### REQUIREMENT
What lines in the data hold the string "start"? Show them.

::: MATERIAL SUPPLIED :::

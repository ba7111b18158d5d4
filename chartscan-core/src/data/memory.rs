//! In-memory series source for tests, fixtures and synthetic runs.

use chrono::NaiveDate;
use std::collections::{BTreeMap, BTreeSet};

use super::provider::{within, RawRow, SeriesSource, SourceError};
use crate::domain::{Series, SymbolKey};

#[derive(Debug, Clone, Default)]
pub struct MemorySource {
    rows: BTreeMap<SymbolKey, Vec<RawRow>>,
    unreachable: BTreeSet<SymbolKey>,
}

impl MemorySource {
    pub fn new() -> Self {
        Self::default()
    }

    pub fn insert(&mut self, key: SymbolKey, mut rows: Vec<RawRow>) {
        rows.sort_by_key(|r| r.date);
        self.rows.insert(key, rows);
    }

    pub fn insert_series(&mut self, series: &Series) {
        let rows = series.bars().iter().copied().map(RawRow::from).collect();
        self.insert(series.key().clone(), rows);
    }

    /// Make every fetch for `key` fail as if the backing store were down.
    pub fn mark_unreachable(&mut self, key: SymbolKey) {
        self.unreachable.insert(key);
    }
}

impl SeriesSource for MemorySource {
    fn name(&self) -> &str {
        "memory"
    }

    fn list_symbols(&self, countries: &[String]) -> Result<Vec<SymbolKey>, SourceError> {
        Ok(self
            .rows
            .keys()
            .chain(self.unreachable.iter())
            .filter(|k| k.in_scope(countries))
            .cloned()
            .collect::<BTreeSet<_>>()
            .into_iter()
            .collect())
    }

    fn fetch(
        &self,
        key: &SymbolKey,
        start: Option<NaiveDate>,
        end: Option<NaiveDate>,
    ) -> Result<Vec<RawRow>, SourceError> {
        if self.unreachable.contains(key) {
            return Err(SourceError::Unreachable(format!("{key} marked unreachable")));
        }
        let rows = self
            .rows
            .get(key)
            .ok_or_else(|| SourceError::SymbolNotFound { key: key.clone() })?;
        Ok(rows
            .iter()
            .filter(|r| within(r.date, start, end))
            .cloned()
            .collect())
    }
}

:::
::: MATERIAL SUPPLIED :::

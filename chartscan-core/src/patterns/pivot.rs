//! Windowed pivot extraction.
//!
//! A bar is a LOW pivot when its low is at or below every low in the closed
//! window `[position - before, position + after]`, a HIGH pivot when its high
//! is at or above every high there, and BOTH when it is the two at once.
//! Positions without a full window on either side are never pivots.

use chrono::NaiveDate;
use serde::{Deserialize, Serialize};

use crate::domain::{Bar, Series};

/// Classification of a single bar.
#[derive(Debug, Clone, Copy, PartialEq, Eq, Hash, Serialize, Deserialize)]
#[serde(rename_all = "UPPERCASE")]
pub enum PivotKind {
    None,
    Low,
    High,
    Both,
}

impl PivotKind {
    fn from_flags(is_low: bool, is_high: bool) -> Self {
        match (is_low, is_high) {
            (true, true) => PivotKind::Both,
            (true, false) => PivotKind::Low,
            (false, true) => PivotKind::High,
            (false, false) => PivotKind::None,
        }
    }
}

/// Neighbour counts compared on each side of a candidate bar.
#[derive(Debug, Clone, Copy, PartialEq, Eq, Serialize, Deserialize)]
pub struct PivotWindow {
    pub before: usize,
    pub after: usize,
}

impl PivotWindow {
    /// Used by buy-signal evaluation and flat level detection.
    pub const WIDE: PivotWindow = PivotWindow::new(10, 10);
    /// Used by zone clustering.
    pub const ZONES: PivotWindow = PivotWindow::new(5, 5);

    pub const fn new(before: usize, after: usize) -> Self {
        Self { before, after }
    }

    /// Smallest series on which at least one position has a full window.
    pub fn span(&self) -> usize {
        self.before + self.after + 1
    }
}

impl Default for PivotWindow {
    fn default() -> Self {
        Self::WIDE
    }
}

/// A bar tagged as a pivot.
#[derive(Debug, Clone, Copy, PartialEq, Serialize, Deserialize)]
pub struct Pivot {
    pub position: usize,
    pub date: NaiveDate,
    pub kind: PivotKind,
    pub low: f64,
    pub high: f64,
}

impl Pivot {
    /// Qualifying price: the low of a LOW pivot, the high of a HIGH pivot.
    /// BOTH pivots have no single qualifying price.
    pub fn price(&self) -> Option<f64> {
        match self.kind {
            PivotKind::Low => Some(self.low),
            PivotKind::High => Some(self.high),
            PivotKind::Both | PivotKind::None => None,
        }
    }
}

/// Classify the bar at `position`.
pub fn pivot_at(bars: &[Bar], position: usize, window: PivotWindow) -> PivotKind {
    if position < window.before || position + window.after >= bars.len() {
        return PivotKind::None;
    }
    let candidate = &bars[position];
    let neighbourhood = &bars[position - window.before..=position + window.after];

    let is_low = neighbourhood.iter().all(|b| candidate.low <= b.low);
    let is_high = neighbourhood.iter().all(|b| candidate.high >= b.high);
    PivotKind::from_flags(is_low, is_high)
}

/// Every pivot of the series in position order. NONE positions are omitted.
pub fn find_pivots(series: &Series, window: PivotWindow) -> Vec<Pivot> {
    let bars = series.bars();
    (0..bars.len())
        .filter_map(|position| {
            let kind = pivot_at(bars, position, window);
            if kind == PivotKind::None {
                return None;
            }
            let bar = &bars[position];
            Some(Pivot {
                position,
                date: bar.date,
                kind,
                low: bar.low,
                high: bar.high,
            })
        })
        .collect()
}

:::

### RESPONSE AREA
        start: Option<NaiveDate>,
            .filter(|r| within(r.date, start, end))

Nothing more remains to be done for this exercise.